Just Google it. _ LOL!_ But really, read up on it and watch some of the videos of on youtube. See you in Guantanamo!


----------



## Prepadoodle (May 28, 2013)

I am well aware of the implications of the "Patriot Act." I'm also well aware that our president can order me killed without a trial if he so chooses.


----------



## PrepConsultant (Aug 28, 2012)

A LOT of people think the A"Patriot Act" was formed because of 9/11. It was in the works LONG before 9/11. The government just used it as an excuse to pass it..

I assume anything I type online or say over the phone is being monitored.. The US is one great big 'fish bowl"!


----------



## Smitty901 (Nov 16, 2012)

Can't be NSA is not tracking citizens


----------



## BigCheeseStick (Aug 7, 2013)

The way I see the future (NOT how I want it, but reality), about 3 months before the next elections a MAJOR crisis is going to hit our economy in a way that will allow Hillary (lets face it) to declare the constitution as "to outdated to be practical for our times", or the press will be handed some other catchy phrase to run with.
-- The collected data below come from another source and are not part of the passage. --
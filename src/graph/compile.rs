use crate::dsl::{Activity, ActivityType, Edge, Process};
use crate::graph::{ActivityKind, ActivityNode, Flow, ProcessGraph};
use anyhow::{Result, anyhow};
use std::collections::{HashMap, HashSet, VecDeque};

/// Validating compiler from the authoring DSL to a flat [`ProcessGraph`].
///
/// Nested fragments are flattened into one arena with parent pointers;
/// synchronizing gateways get paired with their fork counterpart here so
/// the runtime never has to search for it.
pub struct Compiler;

impl Compiler {
    pub fn new() -> Self {
        Self
    }

    pub fn compile(&mut self, process: Process, version: u32) -> Result<ProcessGraph> {
        let mut nodes = Vec::new();
        let mut edges = Vec::new();
        flatten(&process.activities, None, &mut nodes, &mut edges)?;
        edges.extend(process.edges.iter().cloned());

        // Pass 1: indexing
        let mut map: HashMap<String, ActivityNode> = HashMap::new();
        for node in nodes {
            if map.contains_key(&node.id) {
                return Err(anyhow!("Duplicate activity id: {}", node.id));
            }
            map.insert(node.id.clone(), node);
        }

        // Pass 2: sequence flows
        for edge in &edges {
            let source_parent = map
                .get(&edge.source)
                .ok_or_else(|| anyhow!("Edge source not found: {}", edge.source))?
                .parent
                .clone();
            let target_parent = map
                .get(&edge.target)
                .ok_or_else(|| anyhow!("Edge target not found: {}", edge.target))?
                .parent
                .clone();
            if source_parent != target_parent {
                return Err(anyhow!(
                    "Sequence flow {} -> {} crosses a scope boundary",
                    edge.source,
                    edge.target
                ));
            }
            if let Some(node) = map.get_mut(&edge.source) {
                node.outgoing.push(Flow { target: edge.target.clone(), condition: edge.condition.clone() });
            }
            if let Some(node) = map.get_mut(&edge.target) {
                node.incoming.push(edge.source.clone());
            }
        }

        // Pass 3: structural validation + event attachment
        let mut root_attached = Vec::new();
        let mut attach: Vec<(String, String)> = Vec::new();
        for node in map.values() {
            match &node.kind {
                ActivityKind::End => {
                    if !node.outgoing.is_empty() {
                        return Err(anyhow!("End activity {} has outgoing flows", node.id));
                    }
                }
                ActivityKind::ParallelGateway { .. } | ActivityKind::InclusiveGateway { .. } => {}
                ActivityKind::EventSubProcess { .. } => {
                    if !node.incoming.is_empty() || !node.outgoing.is_empty() {
                        return Err(anyhow!("Event sub-process {} cannot have sequence flows", node.id));
                    }
                    match &node.parent {
                        Some(scope) => attach.push((scope.clone(), node.id.clone())),
                        None => root_attached.push(node.id.clone()),
                    }
                }
                ActivityKind::BoundaryEvent { attached_to, .. } => {
                    let host = map
                        .get(attached_to)
                        .ok_or_else(|| anyhow!("Boundary event {} attached to unknown activity {}", node.id, attached_to))?;
                    if host.parent != node.parent {
                        return Err(anyhow!(
                            "Boundary event {} must live in the same scope as its host {}",
                            node.id,
                            attached_to
                        ));
                    }
                    match host.kind {
                        ActivityKind::Task { .. }
                        | ActivityKind::SubProcess
                        | ActivityKind::MultiInstance { .. }
                        | ActivityKind::CallActivity { .. } => {}
                        _ => return Err(anyhow!("Activity {} cannot host a boundary event", attached_to)),
                    }
                    attach.push((attached_to.clone(), node.id.clone()));
                }
                _ => {
                    if node.outgoing.len() > 1 {
                        return Err(anyhow!("Only gateways may fork; {} has multiple outgoing flows", node.id));
                    }
                }
            }
        }
        for (host, event) in attach {
            if let Some(node) = map.get_mut(&host) {
                node.attached.push(event);
            }
        }

        // Pass 4: start activities per scope
        let mut starts: HashMap<Option<String>, Vec<String>> = HashMap::new();
        for node in map.values() {
            if matches!(node.kind, ActivityKind::Start) {
                starts.entry(node.parent.clone()).or_default().push(node.id.clone());
            }
        }
        let root_starts = starts.remove(&None).unwrap_or_default();
        let start = match root_starts.as_slice() {
            [only] => only.clone(),
            [] => return Err(anyhow!("Start activity not found")),
            _ => return Err(anyhow!("Process has more than one start activity")),
        };
        let scope_ids: Vec<String> = map
            .values()
            .filter(|n| matches!(n.kind, ActivityKind::SubProcess | ActivityKind::EventSubProcess { .. }))
            .map(|n| n.id.clone())
            .collect();
        for scope in scope_ids {
            let inner = starts.remove(&Some(scope.clone())).unwrap_or_default();
            let inner_start = match inner.as_slice() {
                [only] => only.clone(),
                [] => return Err(anyhow!("Scope {} has no start activity", scope)),
                _ => return Err(anyhow!("Scope {} has more than one start activity", scope)),
            };
            if let Some(node) = map.get_mut(&scope) {
                node.start_activity = Some(inner_start);
            }
        }
        let mi_bodies: Vec<(String, String)> = map
            .values()
            .filter_map(|n| match &n.kind {
                ActivityKind::MultiInstance { body, .. } => Some((n.id.clone(), body.clone())),
                _ => None,
            })
            .collect();
        for (mi, body) in mi_bodies {
            if let Some(node) = map.get_mut(&mi) {
                node.start_activity = Some(body);
            }
        }

        // Pass 5: pair each synchronizing gateway with its fork
        let mut pairs = Vec::new();
        for node in map.values() {
            if node.is_synchronizing_gateway()
                && let Some(fork) = pair_fork(&map, node)
            {
                pairs.push((node.id.clone(), fork));
            }
        }
        for (join, fork) in pairs {
            if let Some(node) = map.get_mut(&join) {
                match &mut node.kind {
                    ActivityKind::ParallelGateway { fork_id } | ActivityKind::InclusiveGateway { fork_id } => {
                        *fork_id = Some(fork);
                    }
                    _ => {}
                }
            }
        }

        let mut graph = ProcessGraph {
            id: process.id,
            name: process.name,
            version,
            initial_variables: process.variables,
            start,
            root_attached,
            activities: HashMap::new(),
        };
        for (_, node) in map {
            graph.insert_activity(node);
        }
        Ok(graph)
    }
}

fn flatten(
    list: &[Activity],
    parent: Option<&str>,
    nodes: &mut Vec<ActivityNode>,
    edges: &mut Vec<Edge>,
) -> Result<()> {
    for activity in list {
        let kind = match &activity.kind {
            ActivityType::Start => ActivityKind::Start,
            ActivityType::End => ActivityKind::End,
            ActivityType::Task { handler, params, output } => ActivityKind::Task {
                handler: handler.clone(),
                params: params.clone(),
                output: output.clone(),
            },
            ActivityType::ParallelGateway => ActivityKind::ParallelGateway { fork_id: None },
            ActivityType::InclusiveGateway => ActivityKind::InclusiveGateway { fork_id: None },
            ActivityType::SubProcess { activities, edges: inner } => {
                flatten(activities, Some(&activity.id), nodes, edges)?;
                edges.extend(inner.iter().cloned());
                ActivityKind::SubProcess
            }
            ActivityType::MultiInstance { sequential, cardinality, completion_condition, body } => {
                if *cardinality == 0 {
                    return Err(anyhow!("Multi-instance {} needs a cardinality of at least 1", activity.id));
                }
                flatten(std::slice::from_ref(body.as_ref()), Some(&activity.id), nodes, edges)?;
                ActivityKind::MultiInstance {
                    sequential: *sequential,
                    cardinality: *cardinality,
                    completion_condition: completion_condition.clone(),
                    body: body.id.clone(),
                }
            }
            ActivityType::CallActivity { called_element, version } => ActivityKind::CallActivity {
                called_element: called_element.clone(),
                version: *version,
            },
            ActivityType::EventSubProcess { event, interrupting, activities, edges: inner } => {
                flatten(activities, Some(&activity.id), nodes, edges)?;
                edges.extend(inner.iter().cloned());
                ActivityKind::EventSubProcess { event: event.clone(), interrupting: *interrupting }
            }
            ActivityType::BoundaryEvent { attached_to, event, interrupting } => ActivityKind::BoundaryEvent {
                event: event.clone(),
                interrupting: *interrupting,
                attached_to: attached_to.clone(),
            },
        };
        nodes.push(ActivityNode {
            id: activity.id.clone(),
            kind,
            parent: parent.map(String::from),
            incoming: Vec::new(),
            outgoing: Vec::new(),
            attached: Vec::new(),
            start_activity: None,
        });
    }
    Ok(())
}

/// Reverse walk from each incoming branch of `join`, intersecting the
/// same-kind fork gateways every branch can reach. The nearest shared one
/// is the fork whose branch count the join synchronizes on.
fn pair_fork(map: &HashMap<String, ActivityNode>, join: &ActivityNode) -> Option<String> {
    let same_kind = |kind: &ActivityKind| match join.kind {
        ActivityKind::ParallelGateway { .. } => matches!(kind, ActivityKind::ParallelGateway { .. }),
        ActivityKind::InclusiveGateway { .. } => matches!(kind, ActivityKind::InclusiveGateway { .. }),
        _ => false,
    };
    let mut first_order: Vec<String> = Vec::new();
    let mut common: Option<HashSet<String>> = None;
    for (i, source) in join.incoming.iter().enumerate() {
        let mut seen = HashSet::new();
        let mut found = Vec::new();
        let mut queue = VecDeque::from([source.clone()]);
        while let Some(cur) = queue.pop_front() {
            if !seen.insert(cur.clone()) {
                continue;
            }
            let Some(node) = map.get(&cur) else { continue };
            if node.id != join.id && same_kind(&node.kind) && node.outgoing.len() > 1 {
                found.push(node.id.clone());
            }
            for prev in &node.incoming {
                queue.push_back(prev.clone());
            }
        }
        let set: HashSet<String> = found.iter().cloned().collect();
        if i == 0 {
            first_order = found;
        }
        common = Some(match common {
            None => set,
            Some(prev) => prev.intersection(&set).cloned().collect(),
        });
    }
    let common = common?;
    first_order.into_iter().find(|id| common.contains(id))
}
And it won't take beyond the inauguration for something VERY similar to this to be presented.

"We, the multinational people of the ******* Federation, united by a common fate on our land, establishing human rights and freedoms, civic peace and accord, preserving the historically established state unity, proceeding from the universally recognized principles of equality and self-determination of peoples, revering the memory of ancestors who have conveyed to us the love for the Fatherland, belief in the good and justice, reviving the sovereign statehood of ******** and asserting the firmness of its democratic basic, striving to ensure the well-being and prosperity of ********, proceeding from the responsibility for our Fatherland before the present and future generations, recognizing ourselves as part of the world community, adopt the CONSTITUTION OF THE ******** FEDERATION."

Seem acceptable?

I only removed the word "Russia" from their current constitution.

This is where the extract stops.